Following neoadjuvant therapy, patients with resectable pancreatic cancer with a higher than median intratumoral TCR Vβ Diversity 50 (n=9, 4.624 HR; 95 CI [0.971, 21.83]) have greater overall survival compared to patients with lower than median intratumoral TCR Vβ Diversity 50 (n=10, 0.2163 HR; 95 CI [0.458, 1.021]). Representative tree maps of high and low TRC Vβ D50, where each rounded rectangle represents a unique CDR3, with the size of the rectangle corresponding to the relative frequency of the CDR3 clones across the entire repertoire

Conclusions PDAC TIL repertoire with high TCR Vβ diversity is associated with decreased positive lymph node ratio and greater overall survival following neoadjuvant therapy. The divergent outcomes associated with increased intratumoral TCR and BCR diversity suggest a host response that may favor opposing T and B cell lymphocytic expansion. Regulation of this relationship may be explained by tumor MHC class I expression[3] or the presence of CD141+ cross presenting dendritic cells7, 8 and tertiary lymphoid structures,9 currently under investigation. Examination of repertoire modulating therapies is warranted.

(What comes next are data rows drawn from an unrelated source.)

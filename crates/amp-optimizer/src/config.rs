use serde::Deserialize;
use serde_json::Value;

use crate::{Error, Result};

/// Options forwarded to every transformer constructor.
///
/// Built in code or deserialized from a JSON object such as `{"ssr": {"enabled": false}}`.
/// Missing keys take their defaults and unknown keys are ignored, so one options document can
/// serve pipelines with different transformer sets.
#[derive(Debug, Clone, Default, PartialEq, Eq, Deserialize)]
#[serde(default)]
pub struct OptimizerConfig {
    pub ssr: SsrOptions,
}

#[derive(Debug, Clone, PartialEq, Eq, Deserialize)]
#[serde(default)]
pub struct SsrOptions {
    /// When `false` the pass leaves the document untouched and reports `disabled`.
    pub enabled: bool,
}

impl Default for SsrOptions {
    fn default() -> Self {
        Self { enabled: true }
    }
}

impl OptimizerConfig {
    pub fn from_value(value: Value) -> Result<Self> {
        serde_json::from_value(value).map_err(|source| Error::InvalidConfig { source })
    }

    pub fn with_ssr_enabled(mut self, enabled: bool) -> Self {
        self.ssr.enabled = enabled;
        self
    }
}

Trial Registration This trial (NCT01978184) was approved by the protocol review committee and IRB 13–074 at the University of Pittsburgh and performed in full accordance with the guidelines for good clinical practice and the Declaration of Helsinki. Written informed consent was obtained from all patients prior to any protocol treatment.